50 Jahre Sportschulen 50 Jahre Sportschulen: Seepferdchen als Antreiber
Halle/MZ. - Karin Harzer-Beyer hat ein Problem. "Vor kurzem rief ein Mann wegen einer Autogrammkarte an. Und das bei meinem Alter", knurrt die 64-Jährige und schmunzelt in sich hinein. "Dumm ist nur, dass ich keine mehr habe. Also muss ich neue Karten anfertigen lassen." Das alles sagt die sympathische Halle-Neustädterin ohne jeden Anflug von Eitelkeit. Dabei kann sie für sich in Anspruch nehmen, die erste Schwimm-Weltrekordlerin der DDR zu sein.

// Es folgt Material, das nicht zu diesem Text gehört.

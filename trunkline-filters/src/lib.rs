//! Trunkline Trunk Filters
//!
//! Ingress and egress normalization applied around the shared routing engine.
//! Each trunk kind provides one [`TrunkNormalizer`]; the engine itself never
//! branches on the kind.

pub mod b2b;
pub mod calling_core;
pub mod sip;

use std::fmt::Debug;
use std::sync::Arc;

use trunkline_core::{EndPoint, Result, TrunkConfig, TrunkKind};

pub use b2b::B2bNormalizer;
pub use calling_core::CallingCoreNormalizer;

/// The per-kind hooks a trunk plugs into the routing engine.
pub trait TrunkNormalizer: Debug + Send + Sync {
    /// Rewrite an inbound request before routing. Errors are fatal.
    fn normalize_ingress(&self, request: &mut rsip::Request, trunk: &TrunkConfig) -> Result<()>;

    /// Rewrite the outbound copy of a request once a destination is chosen.
    fn normalize_egress(
        &self,
        request: &mut rsip::Request,
        endpoint: &EndPoint,
        trunk: &TrunkConfig,
    ) -> Result<()>;

    /// Whether 3xx responses are followed instead of returned.
    fn enable_redirection(&self) -> bool;
}

/// The normalizer for a trunk kind.
pub fn normalizer_for(kind: TrunkKind) -> Arc<dyn TrunkNormalizer> {
    match kind {
        TrunkKind::B2b => Arc::new(B2bNormalizer),
        TrunkKind::CallingCore => Arc::new(CallingCoreNormalizer::default()),
    }
}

Lange überlegen, wann und wo der historische Wettkampf stattfand, muss die Ex-Schwimmerin nicht. Im Flur des bekennenden Fans der Plattenbau-Siedlung ("Auch nach 38 Jahren fühlen wir uns hier wohl, vor allem nach der Reko.") hängt unter Glas der Nachweis. An dieser Urkunde muss Karin Harzer auf dem Weg zur Küche und zurück immer wieder vorbei.
"Über solche Zeiten lacht die heutige Generation nur noch", sagt Karin Harzer, die zwischen 1956 und 1965 für die DDR-Auswahl schwamm, nachdenklich. Und: An riesige Siegprämien oder Sachpreise sei nicht zu denken gewesen. "Erst als ich Meister und dann Verdienter Meister des Sports wurde, gab es mal 1 500 DDR-Mark. Dafür würde heute kein Spitzenschwimmer auch nur einen Zeh ins Wasser halten." Besonders stolz ist die heutige Schwimm-Oma, der das Scheitern bei der Olympia-Qualifikation 1960 für die gesamtdeutsche Mannschaft sehr an die Nieren ging, dass die Leser der "Jungen Welt" sie 1958 zur Sportlerin des Jahres wählten. "Und das zählte für mich." Als gelernte Physiotherapeutin, später Unterstufenlehrerin an der Kinder- und Jugendsportschule, Trainerin und Schwimm-Übungsleiterin für die ganz Kleinen blieb sie dem Nachwuchs verbunden.
Den größten Kampf jedoch meisterte und meistert Karin Harzer, die ihre Liebe zum Schwimmen auch an ihre Tocher Heike - die zweifache Junioren-Europameisterin und heute Psychologin in der Raßnitzer Jugendhaftanstalt - weitergab, auf ganz anderem Gebiet: "Ich war schwer krank, habe aber dem da oben noch mal abgesagt", atmet Karin Harzer tief durch. Derzeit kümmert sie sich intensiv um ihren gerade aus dem Hospital entlassenen Mann Karl-Heinz, einen Ex-Wasserballer vom SC Chemie. Und den lernte sie - natürlich - an der Sportschule kennen. "Vor allem den Humor darf man nicht verlieren. Der ist ein Lebens-Elixier", erklärt die Hallenserin und schaut auf ihre Bibliothek, in der sich nicht zufällig auch Ephraim Kishon findet.
Und wie ist es eigentlich heute mit Wassersport? Schließlich findet sich die Neustädter Schwimmhalle in nur 300 Metern Luftlinie. "Mit meiner jetzt stabilisierten Wirbelsäule ist Brustschwimmen nicht drin. Aber ich habe so viel Wasser in meinem Leben gesehen, dass jetzt die Berge meine große Liebe sind." Also geht es diesen Monat mit ihrem Mann in die Schweiz. Doch ganz vom nassen Element lassen kann Karin Harzer-Beyer eben doch nicht. Dafür sorgt schon die Enkelin. "Sarah hat gerade die Seepferdchen-Prüfung geschafft. Tja, da gehe ich zwangsläufig doch wieder ins Wasser. Und wenn's sein muss, mit der Schwimmnudel."